Thursday, September 18, 2014

The Syrian's Dilemma

The Syrian's Dilemma

On February 13, 2014, I told Jerome MacDonald, in an interview on Worldview on Chicago Public Radio, "On the strategic level, I think that if we do not succeed in Syria,  there are so many issues over the next fifty years of American foreign policy that will be traced back to President Obama's administration."  Syrians in their search for freedom find themselves in a dilemma.  In spite the warnings about the consequences of the vacuum of power in Syria since the early stages of the militarization of the revolution, the American administration did not correctly read this warning until the fall of Mosul.
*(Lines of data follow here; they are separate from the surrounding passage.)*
use std::io::Read;
use std::sync::Arc;

use sbdf_error::{SbdfResult, sbdf_bail, sbdf_err};
use sbdf_io::SbdfRead;
use sbdf_metadata::TableMetadata;

use crate::header::FileHeader;
use crate::options::SbdfReadOptions;
use crate::section::{SectionId, expect_section, read_section};
use crate::slice::{ColumnSlice, TableSlice};

/// Open `read` with default options, returning the table metadata and a reader positioned at
/// the first table slice.
pub fn open_for_read<R: Read>(read: R) -> SbdfResult<(Arc<TableMetadata>, SbdfReader<R>)> {
    let reader = SbdfReader::open(read)?;
    Ok((reader.metadata().clone(), reader))
}

/// A forward-only reader of the table slices of an SBDF stream.
///
/// The reader is also an [`Iterator`] over table slices. Iteration stops after the end of the
/// table, or after the first error.
pub struct SbdfReader<R> {
    read: R,
    header: FileHeader,
    file_metadata: Arc<TableMetadata>,
    metadata: Arc<TableMetadata>,
    projection: Option<Vec<usize>>,
    finished: bool,
    slices_read: usize,
    rows_read: usize,
}

impl<R: Read> SbdfReader<R> {
    /// Read the header and the table metadata.
    pub fn open(read: R) -> SbdfResult<Self> {
        Self::open_with_options(read, SbdfReadOptions::default())
    }

    /// Read the header and the table metadata, materializing only the projected columns.
    pub fn open_with_options(mut read: R, options: SbdfReadOptions) -> SbdfResult<Self> {
        let header = FileHeader::read(&mut read)?;
        expect_section(&mut read, SectionId::TableMetadata)?;
        let file_metadata = Arc::new(TableMetadata::read(&mut read)?);

        let projection = options.projection().map(<[usize]>::to_vec);
        let metadata = match &projection {
            None => file_metadata.clone(),
            Some(indices) => Arc::new(
                file_metadata
                    .project(indices)
                    .map_err(|e| e.with_context("invalid projection"))?,
            ),
        };

        log::debug!(
            "Opened SBDF {}.{} stream with {} columns, reading {}",
            header.major,
            header.minor,
            file_metadata.column_count(),
            metadata.column_count()
        );

        Ok(Self {
            read,
            header,
            file_metadata,
            metadata,
            projection,
            finished: false,
            slices_read: 0,
            rows_read: 0,
        })
    }

    /// The header of the stream.
    pub fn header(&self) -> FileHeader {
        self.header
    }

    /// The metadata of the table slices this reader produces, with projection applied.
    pub fn metadata(&self) -> &Arc<TableMetadata> {
        &self.metadata
    }

    /// The metadata as stored in the stream.
    pub fn file_metadata(&self) -> &Arc<TableMetadata> {
        &self.file_metadata
    }

    /// Read the next table slice, or `None` once the end of the table is reached.
    pub fn next_slice(&mut self) -> SbdfResult<Option<TableSlice>> {
        if !self.begin_slice()? {
            return Ok(None);
        }

        let column_count = self.file_metadata.column_count();
        let mut columns: Vec<Option<ColumnSlice>> = vec![None; column_count];
        for (idx, column) in columns.iter_mut().enumerate() {
            if self.is_projected(idx) {
                *column = Some(
                    ColumnSlice::read(&mut self.read)
                        .map_err(|e| e.with_context(format!("reading column {idx}")))?,
                );
            } else {
                ColumnSlice::skip(&mut self.read)?;
            }
        }

        let mut slice = TableSlice::new(self.metadata.clone());
        match &self.projection {
            None => {
                for column in columns.into_iter().flatten() {
                    slice.add(column)?;
                }
            }
            Some(indices) => {
                for &idx in indices {
                    let column = columns
                        .get_mut(idx)
                        .and_then(Option::take)
                        .ok_or_else(|| sbdf_err!("column {} was not read", idx))?;
                    slice.add(column)?;
                }
            }
        }

        self.slices_read += 1;
        self.rows_read += slice.row_count();
        log::trace!(
            "Read table slice {} with {} rows",
            self.slices_read,
            slice.row_count()
        );
        Ok(Some(slice))
    }

    /// Skip the next table slice without decoding it. Returns `false` at the end of the table.
    pub fn skip_slice(&mut self) -> SbdfResult<bool> {
        if !self.begin_slice()? {
            return Ok(false);
        }
        for _ in 0..self.file_metadata.column_count() {
            ColumnSlice::skip(&mut self.read)?;
        }
        self.slices_read += 1;
        log::trace!("Skipped table slice {}", self.slices_read);
        Ok(true)
    }

    /// Give back the underlying stream.
    pub fn into_inner(self) -> R {
        self.read
    }

    fn is_projected(&self, idx: usize) -> bool {
        self.projection
            .as_ref()
            .is_none_or(|indices| indices.contains(&idx))
    }

    /// Consume a table slice header, or the end section. Returns whether a slice follows.
    fn begin_slice(&mut self) -> SbdfResult<bool> {
        if self.finished {
            return Ok(false);
        }
        match read_section(&mut self.read)? {
            SectionId::TableEnd => {
                self.finished = true;
                log::debug!(
                    "Finished SBDF stream after {} slices, {} rows",
                    self.slices_read,
                    self.rows_read
                );
                Ok(false)
            }
            SectionId::TableSlice => {
                let column_count = self.read.read_count()?;
                if column_count != self.file_metadata.column_count() {
                    sbdf_bail!(
                        ColumnCountMismatch: "table slice has {} columns, the table has {}",
                        column_count,
                        self.file_metadata.column_count()
                    );
                }
                Ok(true)
            }
            other => sbdf_bail!(
                UnexpectedSectionId: "expected table slice or table end section, found {}",
                other
            ),
        }
    }
}

impl<R: Read> Iterator for SbdfReader<R> {
    type Item = SbdfResult<TableSlice>;

    fn next(&mut self) -> Option<Self::Item> {
        match self.next_slice() {
            Ok(slice) => slice.map(Ok),
            Err(e) => {
                self.finished = true;
                Some(Err(e))
            }
        }
    }
}
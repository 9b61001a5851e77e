#![deny(missing_docs)]
#![feature(error_generic_member_access)]

//! Error handling for the SBDF codec.
//!
//! Every failure the codec can report is a variant of [`SbdfError`]. Variants carry a
//! human-readable message (the operation and the offending name or index) plus a captured
//! [`Backtrace`]. Errors are constructed with the [`sbdf_err`] and [`sbdf_bail`] macros, which
//! take the variant name as a prefix:
//!
//! ```
//! use sbdf_error::{sbdf_bail, SbdfResult};
//!
//! fn check(rows: usize, expected: usize) -> SbdfResult<()> {
//!     if rows != expected {
//!         sbdf_bail!(RowCountMismatch: "expected {} rows, got {}", expected, rows);
//!     }
//!     Ok(())
//! }
//! ```

use std::backtrace::Backtrace;
use std::borrow::Cow;
use std::fmt::{Debug, Display, Formatter};
use std::ops::Deref;
use std::{env, fmt, io};

pub use kind::ErrorKind;

mod kind;

/// A string that can be used as an error message.
#[derive(Debug)]
pub struct ErrString(Cow<'static, str>);

impl<T> From<T> for ErrString
where
    T: Into<Cow<'static, str>>,
{
    #[allow(clippy::panic)]
    fn from(msg: T) -> Self {
        if env::var("SBDF_PANIC_ON_ERR").as_deref().unwrap_or("") == "1" {
            panic!("{}\nBacktrace:\n{}", msg.into(), Backtrace::capture());
        } else {
            Self(msg.into())
        }
    }
}

impl AsRef<str> for ErrString {
    fn as_ref(&self) -> &str {
        &self.0
    }
}

impl Deref for ErrString {
    type Target = str;

    fn deref(&self) -> &Self::Target {
        &self.0
    }
}

impl Display for ErrString {
    fn fmt(&self, f: &mut Formatter<'_>) -> fmt::Result {
        Display::fmt(&self.0, f)
    }
}

/// The top-level error type for SBDF.
#[derive(thiserror::Error)]
#[non_exhaustive]
pub enum SbdfError {
    /// A required argument was missing.
    #[error("{0}\nBacktrace:\n{1}")]
    ArgumentNull(ErrString, Backtrace),
    /// An argument was malformed or out of range.
    #[error("{0}\nBacktrace:\n{1}")]
    ArgumentInvalid(ErrString, Backtrace),
    /// An allocation sized from caller or stream input could not be satisfied.
    #[error("{0}\nBacktrace:\n{1}")]
    OutOfMemory(ErrString, Backtrace),
    /// The underlying stream failed, or ended early.
    #[error("{0}\nBacktrace:\n{1}")]
    Io(#[from] io::Error, Backtrace),
    /// A string in the stream was not valid UTF-8.
    #[error("{0}\nBacktrace:\n{1}")]
    Utf8(#[from] std::string::FromUtf8Error, Backtrace),
    /// A value type id outside the known set.
    #[error("{0}\nBacktrace:\n{1}")]
    UnknownTypeId(ErrString, Backtrace),
    /// A value array encoding id outside the known set.
    #[error("{0}\nBacktrace:\n{1}")]
    UnknownValueArrayEncoding(ErrString, Backtrace),
    /// A metadata value was not a single element.
    #[error("{0}\nBacktrace:\n{1}")]
    ArrayLengthMustBe1(ErrString, Backtrace),
    /// The section marker bytes were not found.
    #[error("{0}\nBacktrace:\n{1}")]
    MagicNumberMissing(ErrString, Backtrace),
    /// The file was written with an unsupported format version.
    #[error("{0}\nBacktrace:\n{1}")]
    UnknownVersion(ErrString, Backtrace),
    /// A section appeared where another one was expected.
    #[error("{0}\nBacktrace:\n{1}")]
    UnexpectedSectionId(ErrString, Backtrace),
    /// A length or count in the stream was negative or inconsistent.
    #[error("{0}\nBacktrace:\n{1}")]
    InvalidSize(ErrString, Backtrace),
    /// A metadata entry does not exist.
    #[error("{0}\nBacktrace:\n{1}")]
    MetadataNotFound(ErrString, Backtrace),
    /// A metadata entry with the same name already exists.
    #[error("{0}\nBacktrace:\n{1}")]
    MetadataAlreadyExists(ErrString, Backtrace),
    /// A metadata entry is malformed or inconsistent.
    #[error("{0}\nBacktrace:\n{1}")]
    IncorrectMetadata(ErrString, Backtrace),
    /// The metadata collection is locked.
    #[error("{0}\nBacktrace:\n{1}")]
    MetadataReadOnly(ErrString, Backtrace),
    /// Arrays that must share a row count do not.
    #[error("{0}\nBacktrace:\n{1}")]
    RowCountMismatch(ErrString, Backtrace),
    /// A table slice has a different number of columns than its table.
    #[error("{0}\nBacktrace:\n{1}")]
    ColumnCountMismatch(ErrString, Backtrace),
    /// Two values that must share a value type do not.
    #[error("{0}\nBacktrace:\n{1}")]
    ValueTypesMustBeEqual(ErrString, Backtrace),
    /// A column slice disagrees with the column metadata of its table.
    #[error("{0}\nBacktrace:\n{1}")]
    IncorrectColumnMetadata(ErrString, Backtrace),
    /// A column slice property with the same name already exists.
    #[error("{0}\nBacktrace:\n{1}")]
    PropertyAlreadyExists(ErrString, Backtrace),
    /// A column slice property does not exist.
    #[error("{0}\nBacktrace:\n{1}")]
    PropertyNotFound(ErrString, Backtrace),
    /// An error annotated with the operation that produced it.
    #[error("{0}: {1}")]
    Context(ErrString, Box<SbdfError>),
}

impl SbdfError {
    /// Adds additional context to an error.
    pub fn with_context<T: Into<ErrString>>(self, msg: T) -> Self {
        SbdfError::Context(msg.into(), Box::new(self))
    }

    /// The kind of this error, looking through any context wrappers.
    pub fn kind(&self) -> ErrorKind {
        match self {
            SbdfError::ArgumentNull(..) => ErrorKind::ArgumentNull,
            SbdfError::ArgumentInvalid(..) => ErrorKind::ArgumentInvalid,
            SbdfError::OutOfMemory(..) => ErrorKind::OutOfMemory,
            SbdfError::Io(..) => ErrorKind::Io,
            SbdfError::Utf8(..) => ErrorKind::Utf8,
            SbdfError::UnknownTypeId(..) => ErrorKind::UnknownTypeId,
            SbdfError::UnknownValueArrayEncoding(..) => ErrorKind::UnknownValueArrayEncoding,
            SbdfError::ArrayLengthMustBe1(..) => ErrorKind::ArrayLengthMustBe1,
            SbdfError::MagicNumberMissing(..) => ErrorKind::MagicNumberMissing,
            SbdfError::UnknownVersion(..) => ErrorKind::UnknownVersion,
            SbdfError::UnexpectedSectionId(..) => ErrorKind::UnexpectedSectionId,
            SbdfError::InvalidSize(..) => ErrorKind::InvalidSize,
            SbdfError::MetadataNotFound(..) => ErrorKind::MetadataNotFound,
            SbdfError::MetadataAlreadyExists(..) => ErrorKind::MetadataAlreadyExists,
            SbdfError::IncorrectMetadata(..) => ErrorKind::IncorrectMetadata,
            SbdfError::MetadataReadOnly(..) => ErrorKind::MetadataReadOnly,
            SbdfError::RowCountMismatch(..) => ErrorKind::RowCountMismatch,
            SbdfError::ColumnCountMismatch(..) => ErrorKind::ColumnCountMismatch,
            SbdfError::ValueTypesMustBeEqual(..) => ErrorKind::ValueTypesMustBeEqual,
            SbdfError::IncorrectColumnMetadata(..) => ErrorKind::IncorrectColumnMetadata,
            SbdfError::PropertyAlreadyExists(..) => ErrorKind::PropertyAlreadyExists,
            SbdfError::PropertyNotFound(..) => ErrorKind::PropertyNotFound,
            SbdfError::Context(_, inner) => inner.kind(),
        }
    }

    /// Whether the underlying stream ended before the requested bytes were available.
    pub fn is_unexpected_eof(&self) -> bool {
        match self {
            SbdfError::Io(err, _) => err.kind() == io::ErrorKind::UnexpectedEof,
            SbdfError::Context(_, inner) => inner.is_unexpected_eof(),
            _ => false,
        }
    }
}

impl Debug for SbdfError {
    fn fmt(&self, f: &mut Formatter<'_>) -> fmt::Result {
        Display::fmt(self, f)
    }
}

/// A type alias for Results that return [`SbdfError`]s as their error type.
pub type SbdfResult<T> = Result<T, SbdfError>;

/// A trait for unwrapping an [`SbdfResult`] or `Option` with an explanatory message.
pub trait SbdfExpect {
    /// The type of the value being unwrapped.
    type Output;

    /// Returns the value, or panics with the given message.
    fn sbdf_expect(self, msg: &str) -> Self::Output;
}

impl<T> SbdfExpect for SbdfResult<T> {
    type Output = T;

    #[inline(always)]
    fn sbdf_expect(self, msg: &str) -> Self::Output {
        self.unwrap_or_else(|e| sbdf_panic!(e.with_context(msg.to_string())))
    }
}

impl<T> SbdfExpect for Option<T> {
    type Output = T;

    #[inline(always)]
    fn sbdf_expect(self, msg: &str) -> Self::Output {
        self.unwrap_or_else(|| {
            let err = SbdfError::ArgumentInvalid(msg.to_string().into(), Backtrace::capture());
            sbdf_panic!(err)
        })
    }
}

/// Construct an [`SbdfError`] of the named kind.
///
/// Without a kind prefix the error is [`SbdfError::ArgumentInvalid`].
#[macro_export]
macro_rules! sbdf_err {
    ($variant:ident: $fmt:literal $(, $arg:expr)* $(,)?) => {{
        use std::backtrace::Backtrace;
        $crate::__private::must_use(
            $crate::SbdfError::$variant(format!($fmt, $($arg),*).into(), Backtrace::capture())
        )
    }};
    ($fmt:literal $(, $arg:expr)* $(,)?) => {
        $crate::sbdf_err!(ArgumentInvalid: $fmt, $($arg),*)
    };
}

/// Return early with an [`SbdfError`] of the named kind.
#[macro_export]
macro_rules! sbdf_bail {
    ($($tt:tt)+) => {
        return Err($crate::sbdf_err!($($tt)+))
    };
}

/// Panic with an [`SbdfError`], either constructed in place or passed as an expression.
#[macro_export]
macro_rules! sbdf_panic {
    ($variant:ident: $fmt:literal $(, $arg:expr)* $(,)?) => {
        $crate::sbdf_panic!($crate::sbdf_err!($variant: $fmt, $($arg),*))
    };
    ($fmt:literal $(, $arg:expr)* $(,)?) => {
        $crate::sbdf_panic!($crate::sbdf_err!($fmt, $($arg),*))
    };
    ($err:expr) => {{
        #[allow(clippy::panic)]
        {
            let err: $crate::SbdfError = $err;
            panic!("{}", err)
        }
    }};
}

#[cfg(feature = "jiff")]
impl From<jiff::Error> for SbdfError {
    fn from(value: jiff::Error) -> Self {
        SbdfError::ArgumentInvalid(value.to_string().into(), Backtrace::capture())
    }
}

#[doc(hidden)]
pub mod __private {
    #[doc(hidden)]
    #[inline]
    #[must_use]
    pub const fn must_use(error: crate::SbdfError) -> crate::SbdfError {
        error
    }
}

#[cfg(test)]
mod test {
    use super::*;

    fn fails() -> SbdfResult<()> {
        sbdf_bail!(RowCountMismatch: "expected {} rows, got {}", 10, 5)
    }

    #[test]
    fn bail_builds_named_variant() {
        let err = fails().unwrap_err();
        assert_eq!(err.kind(), ErrorKind::RowCountMismatch);
        assert!(err.to_string().starts_with("expected 10 rows, got 5"));
    }

    #[test]
    fn default_variant_is_argument_invalid() {
        let err = sbdf_err!("bad {}", "input");
        assert_eq!(err.kind(), ErrorKind::ArgumentInvalid);
    }

    #[test]
    fn context_keeps_kind() {
        let err = sbdf_err!(PropertyNotFound: "IsInvalid").with_context("reading column 2");
        assert_eq!(err.kind(), ErrorKind::PropertyNotFound);
        assert!(err.to_string().starts_with("reading column 2: IsInvalid"));
    }

    #[test]
    fn io_eof_is_detected() {
        let err = SbdfError::from(io::Error::from(io::ErrorKind::UnexpectedEof));
        assert_eq!(err.kind(), ErrorKind::Io);
        assert!(err.is_unexpected_eof());
        assert!(err.with_context("header").is_unexpected_eof());
    }
}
There is a quasi agreement among observers that we must have ground troops to deal with ISL. The Syrian dilemma is in the answer to the question, Who will send their troops under the cover of US airpower to deal with ISL?  The short answer is "No one." Whatever the answer, the Syrian rebels are going to have the short end of the deal.  The other leg of the dilemma can be read in the absence of the word "democracy" in the last three speeches of the president. 
President Obama is framing the question solely with a military vision.  Whatever happened to the revolution for democracy, human rights, and freedom? Many Syrians see the consequences of President Obama's vision will put them on the road ending with the choice among living under a military regime the way that Egypt is governed today, or other US allied Middle Eastern Monarchies or under the Iranian occupation in the way Baghdad is controlled by the Iranians today.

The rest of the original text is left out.